Oslo-listed Subsea 7, which provides offshore construction work for energy companies, said tendering activity remained high, keeping its medium- to long-term outlook strong, even though short-term spending cuts by some oil companies might cloud the immediate outlook.
“In the light of continued strong performance, the strength of the balance sheet and confidence in our business, the board of directors has authorised a further share repurchase programme of up to $200 million,” Subsea 7 said a statement.
“This decision reaffirms our policy of returning excess cash to shareholders both in the form of share repurchases and dividends,” it said.
The buyback comes on top of a $200 million share repurchase programme just completed.

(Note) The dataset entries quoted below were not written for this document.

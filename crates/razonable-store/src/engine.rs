// ABOUTME: SQLite engine owning the single connection a store shares across every operation.
// ABOUTME: Creates the version 1 schema and runs scoped read/write transactions on the blocking pool.

use std::fs;
use std::path::{Path, PathBuf};
use std::sync::Arc;

use parking_lot::Mutex;
use razonable_core::Record;
use rusqlite::{Connection, Row, Transaction, TransactionBehavior};
use serde::de::DeserializeOwned;

use crate::config::{Location, StoreConfig};
use crate::error::StoreError;

/// Schema version written to `PRAGMA user_version` once the tables exist.
pub const SCHEMA_VERSION: i64 = 1;

/// Column list selected by every query that materializes a record.
pub(crate) const RECORD_COLUMNS: &str = "key, created, updated, payload";

/// A record as stored: the payload is still JSON text.
pub(crate) type RawRecord = Record<String>;

/// Transaction mode for a scoped unit of work.
#[derive(Debug, Clone, Copy, PartialEq, Eq)]
pub(crate) enum Mode {
    ReadOnly,
    ReadWrite,
}

/// Shared handle to the store's database connection.
///
/// Cloning is cheap; every clone talks to the same connection, and the
/// connection mutex serializes transactions issued through any of them.
#[derive(Debug, Clone)]
pub(crate) struct Engine {
    conn: Arc<Mutex<Connection>>,
    path: Option<PathBuf>,
}

impl Engine {
    /// Open the database described by `config`, creating the schema on first use.
    pub fn open(config: &StoreConfig) -> Result<Self, StoreError> {
        let (mut conn, path) = match &config.location {
            Location::File(path) => {
                if let Some(parent) = path.parent()
                    && !parent.as_os_str().is_empty()
                {
                    fs::create_dir_all(parent)?;
                }
                let conn = Connection::open(path)?;
                conn.execute_batch("PRAGMA journal_mode=WAL;")?;
                (conn, Some(path.clone()))
            }
            Location::Memory => (Connection::open_in_memory()?, None),
        };
        conn.busy_timeout(config.busy_timeout)?;

        ensure_schema(&mut conn)?;

        Ok(Self {
            conn: Arc::new(Mutex::new(conn)),
            path,
        })
    }

    /// Path of the database file, or `None` for an in-memory database.
    pub fn path(&self) -> Option<&Path> {
        self.path.as_deref()
    }

    /// Run `work` inside one transaction on the blocking pool.
    ///
    /// The transaction commits when `work` returns `Ok` and rolls back when it
    /// returns `Err` or panics. Failures are logged under `op` before being
    /// returned to the caller.
    pub async fn transact<F, R>(&self, op: &'static str, mode: Mode, work: F) -> Result<R, StoreError>
    where
        F: FnOnce(&Transaction<'_>) -> Result<R, StoreError> + Send + 'static,
        R: Send + 'static,
    {
        let conn = Arc::clone(&self.conn);

        let result = tokio::task::spawn_blocking(move || -> Result<R, StoreError> {
            let mut conn = conn.lock();
            let behavior = match mode {
                Mode::ReadOnly => TransactionBehavior::Deferred,
                Mode::ReadWrite => TransactionBehavior::Immediate,
            };
            let tx = conn.transaction_with_behavior(behavior)?;
            let value = work(&tx)?;
            tx.commit()?;
            Ok(value)
        })
        .await
        .map_err(StoreError::from)
        .and_then(|r| r);

        match &result {
            Ok(_) => tracing::debug!("{} committed", op),
            Err(e) => tracing::error!("{} failed: {}", op, e),
        }

        result
    }

    /// Close the connection and delete the database files.
    ///
    /// The shared connection is swapped for an empty in-memory one, so any
    /// handle still holding this engine fails cleanly afterwards instead of
    /// recreating the file.
    pub async fn destroy(&self) -> Result<(), StoreError> {
        let conn = Arc::clone(&self.conn);
        let path = self.path.clone();

        tokio::task::spawn_blocking(move || -> Result<(), StoreError> {
            let mut guard = conn.lock();
            let old = std::mem::replace(&mut *guard, Connection::open_in_memory()?);
            old.close().map_err(|(_, e)| StoreError::Sqlite(e))?;
            drop(guard);

            if let Some(path) = path {
                for file in database_files(&path) {
                    match fs::remove_file(&file) {
                        Ok(()) => tracing::info!("removed {}", file.display()),
                        Err(e) if e.kind() == std::io::ErrorKind::NotFound => {}
                        Err(e) => return Err(StoreError::Io(e)),
                    }
                }
            }
            Ok(())
        })
        .await?
    }
}

/// Create the records table and its orderings exactly once.
fn ensure_schema(conn: &mut Connection) -> Result<(), StoreError> {
    let version: i64 = conn.query_row("PRAGMA user_version", [], |row| row.get(0))?;

    match version {
        SCHEMA_VERSION => {
            tracing::debug!("schema already at version {}", version);
            Ok(())
        }
        0 => {
            tracing::info!("creating schema version {}", SCHEMA_VERSION);
            let tx = conn.transaction()?;
            tx.execute_batch(
                "CREATE TABLE IF NOT EXISTS records (
                    key TEXT PRIMARY KEY,
                    created INTEGER NOT NULL,
                    updated INTEGER NOT NULL,
                    payload TEXT NOT NULL
                );

                CREATE INDEX IF NOT EXISTS idx_records_created ON records(created, key);
                CREATE INDEX IF NOT EXISTS idx_records_updated ON records(updated, key);",
            )?;
            tx.pragma_update(None, "user_version", SCHEMA_VERSION)?;
            tx.commit()?;
            Ok(())
        }
        other => Err(StoreError::SchemaVersion(other)),
    }
}

/// The database file plus the WAL and shared-memory files SQLite keeps beside it.
fn database_files(path: &Path) -> Vec<PathBuf> {
    let mut files = vec![path.to_path_buf()];
    for suffix in ["-wal", "-shm"] {
        let mut name = path.as_os_str().to_owned();
        name.push(suffix);
        files.push(PathBuf::from(name));
    }
    files
}

/// Map a row selected with [`RECORD_COLUMNS`] to a raw record.
pub(crate) fn read_row(row: &Row<'_>) -> rusqlite::Result<RawRecord> {
    Ok(Record {
        key: row.get(0)?,
        created: row.get(1)?,
        updated: row.get(2)?,
        payload: row.get(3)?,
    })
}

/// Parse a raw record's JSON payload into the caller's type.
pub(crate) fn decode<T: DeserializeOwned>(raw: RawRecord) -> Result<Record<T>, StoreError> {
    let payload = serde_json::from_str(&raw.payload)?;
    Ok(raw.map(|_| payload))
}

In Brazil, where the firm has struggled with a project for Petrobras and has taken big write offs, work has overcome the biggest hurdles and was now progressing according to expectations.
But in Mexico, where the firm is working on a contract for Pemex in the Bay of Campeche, construction was challenging, resulting in extra costs, and Subsea 7 expected protracted talks with the operator about recovering these costs.
Subsea 7’s second-quarter adjusted earnings before interest, taxes, depreciation and amortisation (EBITDA) rose to $452 million from $139 million a year earlier, well ahead of expectations for $372 million.
It also maintained its full-year guidance for revenue to rise compared to 2013 and adjusted EBITDA to increase “moderately” from 2013 but said that the murky short term outlook made it too difficult to guide beyond 2014. (Reporting by Balazs Koranyi. Editing by Jane Merriman)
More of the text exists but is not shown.